> Your objective:
Find the line containing "Insert a body" in the entries below. Restate it and each line after it, word for word, up to and including the line containing "let up = Unit::new_normalize(vector![0.0, 1.0, 0.0]);".

Saved entries
Content starts

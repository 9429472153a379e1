//! Stride Physics - Physics simulation using rapier3d
//!
//! Provides the physics world, the body/query seams the locomotion layer
//! depends on, and the rapier-backed actor body.

mod actor;
mod body;
mod error;

pub use actor::{ActorBody, ActorHandle, ActorShape};
pub use body::{PhysicalBody, RayHit, SpatialQuery};
pub use error::PhysicsError;

use glam::Vec3;
use nalgebra::Unit;
use rapier3d::prelude::*;

/// Friction of static level geometry
const LEVEL_FRICTION: f32 = 0.7;

/// Simulation parameters for a [`PhysicsWorld`]
#[derive(Debug, Clone)]
pub struct PhysicsConfig {
    /// Acceleration applied to every dynamic body, m/s^2
    pub gravity: Vec3,
    /// Seconds advanced by each call to [`PhysicsWorld::step`]
    pub timestep: f32,
}

impl Default for PhysicsConfig {
    fn default() -> Self {
        Self {
            gravity: Vec3::NEG_Y * 9.81,
            timestep: 1.0 / 50.0,
        }
    }
}

/// Solver state rapier threads through every step
struct Solver {
    parameters: IntegrationParameters,
    pipeline: PhysicsPipeline,
    islands: IslandManager,
    broad_phase: DefaultBroadPhase,
    narrow_phase: NarrowPhase,
    ccd: CCDSolver,
    impulse_joints: ImpulseJointSet,
    multibody_joints: MultibodyJointSet,
}

impl Solver {
    fn new(timestep: f32) -> Self {
        let mut parameters = IntegrationParameters::default();
        parameters.dt = timestep;
        Self {
            parameters,
            pipeline: PhysicsPipeline::new(),
            islands: IslandManager::new(),
            broad_phase: DefaultBroadPhase::new(),
            narrow_phase: NarrowPhase::new(),
            ccd: CCDSolver::new(),
            impulse_joints: ImpulseJointSet::new(),
            multibody_joints: MultibodyJointSet::new(),
        }
    }
}

/// Level geometry, actor bodies and the ray query index over them.
///
/// Rays see the colliders as of the last [`step`](Self::step) or
/// [`refresh_queries`](Self::refresh_queries).
pub struct PhysicsWorld {
    pub config: PhysicsConfig,
    pub bodies: RigidBodySet,
    pub colliders: ColliderSet,
    solver: Solver,
    queries: QueryPipeline,
}

impl PhysicsWorld {
    pub fn new() -> Self {
        Self::with_config(PhysicsConfig::default())
    }

    pub fn with_config(config: PhysicsConfig) -> Self {
        let solver = Solver::new(config.timestep);
        Self {
            config,
            bodies: RigidBodySet::new(),
            colliders: ColliderSet::new(),
            solver,
            queries: QueryPipeline::new(),
        }
    }

    /// Advance the simulation by one fixed timestep and re-index the colliders
    pub fn step(&mut self) {
        let g = self.config.gravity;
        let solver = &mut self.solver;
        solver.pipeline.step(
            &vector![g.x, g.y, g.z],
            &solver.parameters,
            &mut solver.islands,
            &mut solver.broad_phase,
            &mut solver.narrow_phase,
            &mut self.bodies,
            &mut self.colliders,
            &mut solver.impulse_joints,
            &mut solver.multibody_joints,
            &mut solver.ccd,
            None,
            &(),
            &(),
        );

        self.refresh_queries();
    }

    /// Re-index the colliders for ray queries.
    ///
    /// Needed after adding geometry if rays must see it before the first step.
    pub fn refresh_queries(&mut self) {
        self.queries.update(&self.colliders);
    }

    /// Insert a collider that belongs to no body (level geometry)
    pub fn add_static_collider(&mut self, collider: Collider) -> ColliderHandle {
        self.colliders.insert(collider)
    }

    /// Insert a body and attach `collider` to it
    pub fn add_dynamic_body(
        &mut self,
        body: RigidBody,
        collider: Collider,
    ) -> (RigidBodyHandle, ColliderHandle) {
        let body = self.bodies.insert(body);
        let collider = self
            .colliders
            .insert_with_parent(collider, body, &mut self.bodies);
        (body, collider)
    }

    /// Remove a body together with its attached colliders
    pub fn remove_rigid_body(&mut self, handle: RigidBodyHandle) {
        let solver = &mut self.solver;
        self.bodies.remove(
            handle,
            &mut solver.islands,
            &mut self.colliders,
            &mut solver.impulse_joints,
            &mut solver.multibody_joints,
            true,
        );
    }

    pub fn get_rigid_body(&self, handle: RigidBodyHandle) -> Option<&RigidBody> {
        self.bodies.get(handle)
    }

    pub fn get_rigid_body_mut(&mut self, handle: RigidBodyHandle) -> Option<&mut RigidBody> {
        self.bodies.get_mut(handle)
    }

    pub fn get_collider(&self, handle: ColliderHandle) -> Option<&Collider> {
        self.colliders.get(handle)
    }

    /// Closest hit along a ray, with the surface normal at the hit point.
    ///
    /// `direction` is expected to be unit length so `distance` is in metres.
    pub fn raycast_detailed(
        &self,
        origin: Vec3,
        direction: Vec3,
        max_distance: f32,
        filter: QueryFilter,
    ) -> Option<RayHit> {
        let ray = Ray::new(
            point![origin.x, origin.y, origin.z],
            vector![direction.x, direction.y, direction.z],
        );

        let (_, hit) = self.queries.cast_ray_and_get_normal(
            &self.bodies,
            &self.colliders,
            &ray,
            max_distance,
            true,
            filter,
        )?;
        let n = hit.normal;
        Some(RayHit {
            distance: hit.time_of_impact,
            point: origin + direction * hit.time_of_impact,
            normal: Vec3::new(n.x, n.y, n.z),
        })
    }

    /// Infinite horizontal floor at height `y`
    pub fn create_ground(&mut self, y: f32) -> ColliderHandle {
        let up = Unit::new_normalize(vector![0.0, 1.0, 0.0]);
        let floor = ColliderBuilder::halfspace(up)
            .translation(vector![0.0, y, 0.0])
            .friction(LEVEL_FRICTION)
            .restitution(0.0)
            .build();
        self.add_static_collider(floor)
    }

    /// Slab tilted about the X axis by `angle_degrees`, for slope walking
    pub fn create_ramp(
        &mut self,
        half_extents: Vec3,
        position: Vec3,
        angle_degrees: f32,
    ) -> ColliderHandle {
        let slab = ColliderBuilder::cuboid(half_extents.x, half_extents.y, half_extents.z)
            .translation(vector![position.x, position.y, position.z])
            .rotation(vector![angle_degrees.to_radians(), 0.0, 0.0])
            .friction(LEVEL_FRICTION)
            .build();
        self.add_static_collider(slab)
    }
}

impl Default for PhysicsWorld {
    fn default() -> Self {
        Self::new()
    }
}

impl SpatialQuery for PhysicsWorld {
    fn cast_ray(&self, origin: Vec3, direction: Vec3, max_distance: f32) -> Option<RayHit> {
        self.raycast_detailed(origin, direction, max_distance, QueryFilter::default())
    }
}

Content ends

> Solved problem:
    /// Insert a body and attach `collider` to it
    pub fn add_dynamic_body(
        &mut self,
        body: RigidBody,
        collider: Collider,
    ) -> (RigidBodyHandle, ColliderHandle) {
        let body = self.bodies.insert(body);
        let collider = self
            .colliders
            .insert_with_parent(collider, body, &mut self.bodies);
        (body, collider)
    }

    /// Remove a body together with its attached colliders
    pub fn remove_rigid_body(&mut self, handle: RigidBodyHandle) {
        let solver = &mut self.solver;
        self.bodies.remove(
            handle,
            &mut solver.islands,
            &mut self.colliders,
            &mut solver.impulse_joints,
            &mut solver.multibody_joints,
            true,
        );
    }

    pub fn get_rigid_body(&self, handle: RigidBodyHandle) -> Option<&RigidBody> {
        self.bodies.get(handle)
    }

    pub fn get_rigid_body_mut(&mut self, handle: RigidBodyHandle) -> Option<&mut RigidBody> {
        self.bodies.get_mut(handle)
    }

    pub fn get_collider(&self, handle: ColliderHandle) -> Option<&Collider> {
        self.colliders.get(handle)
    }

    /// Closest hit along a ray, with the surface normal at the hit point.
    ///
    /// `direction` is expected to be unit length so `distance` is in metres.
    pub fn raycast_detailed(
        &self,
        origin: Vec3,
        direction: Vec3,
        max_distance: f32,
        filter: QueryFilter,
    ) -> Option<RayHit> {
        let ray = Ray::new(
            point![origin.x, origin.y, origin.z],
            vector![direction.x, direction.y, direction.z],
        );

        let (_, hit) = self.queries.cast_ray_and_get_normal(
            &self.bodies,
            &self.colliders,
            &ray,
            max_distance,
            true,
            filter,
        )?;
        let n = hit.normal;
        Some(RayHit {
            distance: hit.time_of_impact,
            point: origin + direction * hit.time_of_impact,
            normal: Vec3::new(n.x, n.y, n.z),
        })
    }

    /// Infinite horizontal floor at height `y`
    pub fn create_ground(&mut self, y: f32) -> ColliderHandle {
        let up = Unit::new_normalize(vector![0.0, 1.0, 0.0]);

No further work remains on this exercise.